Manoel de Oliveira's The Strange Case of Angelica
My first experience with a de Oliveira film so I can't frame it alongside the rest of his work.  But what I can say is that I found it masterful - one of these late films by a great filmmaker that is deceptively simple (think Gertrud) where the formal simplicity belies a specificity and depth that are the true signs of greatness.  Most shocking to me was the vitality of the editing, always cutting away seconds earlier than expected, to produce a level of restraint so vital to the heavyweight feeling the film ends up producing for the viewer.  I could go on and on about the brilliance of metaphor here, de Oliveira's wonderful visual tics, and a cinema that is as mannered as Hartley's but as weighty as Dreyer's, but I'll wait to elaborate on those things until I have the pleasure of seeing a few more from this great Portuguese filmmaker.

Martin Scorsese's No Direction Home
This should go down as one of the greatest of all Scorsese films and the single best doc on Dylan.  It's moving, incredibly cinematic, and really captures the great one at his absolute, creative peak.  

Fred Niblo's The Mysterious Lady
I can keep it simple here.  Garbo is sexy personified in this very inventive and entertaining early work.  Want to understand the mystique around Garbo - this is a great place to start.

Andre de Toth's Day of the Outlaw
Raw, dark, and artful, there's something absolutely uncompromising about De Toth's work here.  The tone almost makes you think you're watching a horror film, but the pacing and cinematography feel straight out of a European art film.  One of the most unique westerns I have ever seen and simply a key work of any genre.


  1. Thrilled to see an update here Jeffrey, though I know you've been busy. Your latest quartet is a great lot, with the Oliveira and de Toth in the top rank category. THE STRANGE CASE OF ANGELICA, which defty combines whimsy, mystery, humor and tragedy in a mix that's exclusive to one of the cinema's most incredible success stories. I love when you assert that Oliveira's visual style is as weighty as Dreyer's. De Toth's film is indeed one of the great art house westerns, and as you note it's uncompromising. Scorsese's Dylan film is the rank of Pennebaker's and Niblo's film does define Garbo.

    Splendid analysis here in a triumphant wrap!

  2. I share your enthusiasm for Angelica--it was the second Oliveira I saw and I fell in love with it. There's still many of his I need to see, but be sure to check out Abraham's Valley--probably the only one of his films that I've seen that I've liked even more than Angelica.

    Huge fan of the De Toth and Niblo too.

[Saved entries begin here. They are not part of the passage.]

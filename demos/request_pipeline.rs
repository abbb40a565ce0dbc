use async_trait::async_trait;
use crinkle::prelude::*;
use std::collections::HashMap;
use std::time::Duration;

#[derive(Debug, Default)]
struct Order {
    items: Vec<(String, u32)>,
    total_cents: u32,
    status: Option<&'static str>,
}

type OrderContext = Context<Order, HashMap<String, String>>;

define_processor!(PriceLookup);

#[async_trait]
impl AsyncProcessor<Order, HashMap<String, String>> for PriceLookup {
    async fn process(&self, ctx: &mut OrderContext) -> FlowResult<bool> {
        // Stand-in for a pricing service call.
        tokio::time::sleep(Duration::from_millis(50)).await;
        ctx.state.total_cents = ctx
            .state
            .items
            .iter()
            .map(|(_, quantity)| quantity * 499)
            .sum();
        Ok(false)
    }
}

fn main() -> Result<(), Box<dyn std::error::Error>> {
    tracing_subscriber::fmt::init();

    let mut flow: Flow<Order, HashMap<String, String>> = Flow::new("Checkout");

    flow.processor("Reject empty cart").ordinary(|ctx| {
        if ctx.state.items.is_empty() {
            ctx.state.status = Some("empty");
            return Ok(true);
        }
        Ok(false)
    });
    flow.add_processor(Processor::suspending(Timeout::new(
        PriceLookup,
        Duration::from_secs(1),
    )));
    flow.processor("Apply coupon").ordinary(|ctx| {
        if ctx.additional_data().and_then(|d| d.get("coupon")).is_some() {
            ctx.state.total_cents = ctx.state.total_cents * 9 / 10;
        }
        Ok(false)
    });
    flow.processor("Confirm").ordinary(|ctx| {
        ctx.state.status = Some("confirmed");
        Ok(true)
    });

    let carts = [
        (Vec::new(), None),
        (
            vec![("book".to_string(), 2), ("pen".to_string(), 1)],
            Some(HashMap::from([("coupon".to_string(), "SPRING".to_string())])),
        ),
    ];

    for (items, extras) in carts {
        let mut ctx = Context::new(
            Order {
                items,
                ..Order::default()
            },
            extras,
        );
        flow.execute(&mut ctx)?;
        println!(
            "stopped at '{}': status={:?} total={}c",
            flow.get_current_processor(),
            ctx.state.status,
            ctx.state.total_cents
        );
    }

    Ok(())
}
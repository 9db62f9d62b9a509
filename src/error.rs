//! Error types and HTTP error response handling.
//!
//! This module defines all application errors and how they are converted
//! into HTTP responses with appropriate status codes and JSON bodies.

use axum::{
    Json,
    extract::rejection::{JsonRejection, PathRejection, QueryRejection},
    http::StatusCode,
    response::{IntoResponse, Response},
};
use serde_json::json;

/// Application-wide error type.
///
/// Each variant maps to a specific HTTP status code and error code.
///
/// # Error Categories
///
/// - **Validation Errors**: Missing or malformed input
/// - **Edit Key Errors**: Mutation attempted without a key, or with the wrong one
/// - **Resource Errors**: Entity absent or logically deleted
/// - **Database Errors**: Any sqlx::Error from database operations
#[derive(Debug, thiserror::Error)]
pub enum AppError {
    /// Database operation failed (e.g., connection error, query error).
    ///
    /// The detail is logged server-side and never sent to the client.
    #[error("Database error: {0}")]
    Database(#[from] sqlx::Error),

    /// Request body or parameters are invalid.
    ///
    /// Returns HTTP 400 Bad Request.
    /// The String contains details about what was invalid.
    #[error("{0}")]
    Validation(String),

    /// A mutation was attempted without an edit key.
    ///
    /// Returns HTTP 403 Forbidden.
    #[error("Edit key is required")]
    KeyRequired,

    /// An edit key was supplied but its digest does not match.
    ///
    /// Returns HTTP 403 Forbidden.
    #[error("Invalid edit key")]
    InvalidKey,

    /// Store does not exist or has been logically deleted.
    ///
    /// Both cases produce the same response so deletion state is not leaked.
    #[error("Store not found")]
    StoreNotFound,

    /// Review does not exist or has been logically deleted.
    #[error("Review not found")]
    ReviewNotFound,
}

impl AppError {
    /// Machine-readable error code sent in the response body.
    pub fn code(&self) -> &'static str {
        match self {
            AppError::Database(_) => "internal_error",
            AppError::Validation(_) => "validation_failed",
            AppError::KeyRequired => "key_required",
            AppError::InvalidKey => "invalid_key",
            AppError::StoreNotFound => "store_not_found",
            AppError::ReviewNotFound => "review_not_found",
        }
    }

    pub fn status(&self) -> StatusCode {
        match self {
            AppError::Database(_) => StatusCode::INTERNAL_SERVER_ERROR,
            AppError::Validation(_) => StatusCode::BAD_REQUEST,
            AppError::KeyRequired | AppError::InvalidKey => StatusCode::FORBIDDEN,
            AppError::StoreNotFound | AppError::ReviewNotFound => StatusCode::NOT_FOUND,
        }
    }
}

impl From<JsonRejection> for AppError {
    fn from(rejection: JsonRejection) -> Self {
        AppError::Validation(format!("Invalid JSON body: {}", rejection.body_text()))
    }
}

impl From<PathRejection> for AppError {
    fn from(rejection: PathRejection) -> Self {
        AppError::Validation(format!("Invalid path: {}", rejection.body_text()))
    }
}

impl From<QueryRejection> for AppError {
    fn from(rejection: QueryRejection) -> Self {
        AppError::Validation(format!("Invalid query string: {}", rejection.body_text()))
    }
}

/// Convert AppError into an HTTP response.
///
/// # Response Format
///
/// All errors return JSON in this format:
/// ```json
/// {
///   "error": {
///     "code": "invalid_key",
///     "message": "Invalid edit key"
///   }
/// }
/// ```
///
/// # Status Code Mapping
///
/// - `Validation` → 400 Bad Request
/// - `KeyRequired`, `InvalidKey` → 403 Forbidden
/// - `StoreNotFound`, `ReviewNotFound` → 404 Not Found
/// - `Database` → 500 Internal Server Error (hides details from client)
impl IntoResponse for AppError {
    fn into_response(self) -> Response {
        let status = self.status();
        let code = self.code();

        let message = match &self {
            AppError::Database(e) => {
                tracing::error!(error = ?e, "Database error while handling request");
                "An internal error occurred".to_string()
            }
            other => other.to_string(),
        };

        let body = Json(json!({
            "error": {
                "code": code,
                "message": message
            }
        }));

        (status, body).into_response()
    }
}
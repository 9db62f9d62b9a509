//! Store Review Server - Main Application Entry Point
//!
//! A REST API for an open store directory: anyone can register a store or post
//! a review without an account. Ownership is proven with an edit key issued at
//! creation time and required for every later update or delete.
//!
//! # Architecture
//!
//! - **Web Framework**: Axum (async HTTP server)
//! - **Database**: PostgreSQL with sqlx, or in-memory when no database is configured
//! - **Ownership**: Per-entity edit keys, stored as SHA-256 digests
//! - **Format**: JSON requests/responses
//!
//! # Startup Flow
//!
//! 1. Load configuration from environment variables
//! 2. Create database connection pool and run migrations (if `DATABASE_URL` is set)
//! 3. Build HTTP router
//! 4. Start server on configured port

mod config;
mod db;
mod error;
mod handlers;
mod models;
mod repository;
mod services;
mod state;


use std::sync::Arc;

use axum::{
    Router,
    http::Request,
    routing::{get, post},
};
use tower_http::trace::TraceLayer;
use tracing_subscriber::EnvFilter;

use crate::{
    repository::{Repository, memory::MemoryRepository, postgres::PgRepository},
    state::AppState,
};

#[tokio::main]
async fn main() -> anyhow::Result<()> {
    // Initialize logging with tracing subscriber.
    // Reads RUST_LOG environment variable (defaults to "info" level)
    tracing_subscriber::fmt()
        .with_env_filter(EnvFilter::try_from_default_env().unwrap_or_else(|_| "info".into()))
        .init();

    let config = config::Config::from_env()?;
    tracing::info!("Configuration loaded");

    let repo: Arc<dyn Repository> = match &config.database_url {
        Some(url) => {
            let pool = db::create_pool(url, config.database_max_connections).await?;
            tracing::info!("Database pool created");

            db::run_migrations(&pool).await?;
            tracing::info!("Database migrations complete");

            Arc::new(PgRepository::new(pool))
        }
        None => {
            tracing::warn!("DATABASE_URL not set, data is kept in memory and lost on restart");
            Arc::new(MemoryRepository::new())
        }
    };

    let addr = format!("0.0.0.0:{}", config.server_port);
    let app = create_router(AppState::new(repo, config));

    let listener = tokio::net::TcpListener::bind(&addr).await?;
    tracing::info!("Server listening on {}", addr);

    axum::serve(listener, app).await?;

    Ok(())
}

/// Build the HTTP router with all routes and middleware.
fn create_router(state: AppState) -> Router {
    Router::new()
        .route("/health", get(handlers::health::health_check))
        // Stores
        .route(
            "/api/stores",
            post(handlers::stores::create_store).get(handlers::stores::list_stores),
        )
        .route(
            "/api/stores/{id}",
            get(handlers::stores::get_store)
                .patch(handlers::stores::update_store)
                .delete(handlers::stores::delete_store),
        )
        .route(
            "/api/stores/{id}/reviews",
            get(handlers::reviews::list_reviews).post(handlers::reviews::create_review),
        )
        // Reviews
        .route("/api/reviews", get(handlers::reviews::recent_reviews))
        .route(
            "/api/reviews/{id}",
            get(handlers::reviews::get_review)
                .patch(handlers::reviews::update_review)
                .delete(handlers::reviews::delete_review),
        )
        .layer(
            TraceLayer::new_for_http().make_span_with(|request: &Request<_>| {
                // Path only: the query string can carry an edit key
                tracing::info_span!(
                    "http_request",
                    method = %request.method(),
                    path = %request.uri().path(),
                )
            }),
        )
        .with_state(state)
}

    Btw, I don't know your email address, but I'd love to talk about The Last Lullaby with you when you have a chance. Feel free to send me a line at

  3. Thanks so much, Sam - always an amazing addition when you're around. I can't thank you enough for all the support!

  4. Peter, I will definitely check out Abraham's Valley very soon. Already have it in the queue. Thanks, by the way, for putting some of these on my radar!

  5. Jeffrey--

    My thoughts and prayers are with you at this time. I hope the sorm has skirted around your location. It seems there is always a new adventure down there, but not the kind you would favor. I'm sorry youve had to endure this.

  6. Thanks so much, for the thoughts. I'm so sorry I'm just now responding. Fortunately, Shreveport was spared this time around, but south of us, of course, is still dealing with a good amount of flooding and power losses for many, many people. Your kindness and support mean so much. Thanks, Sam!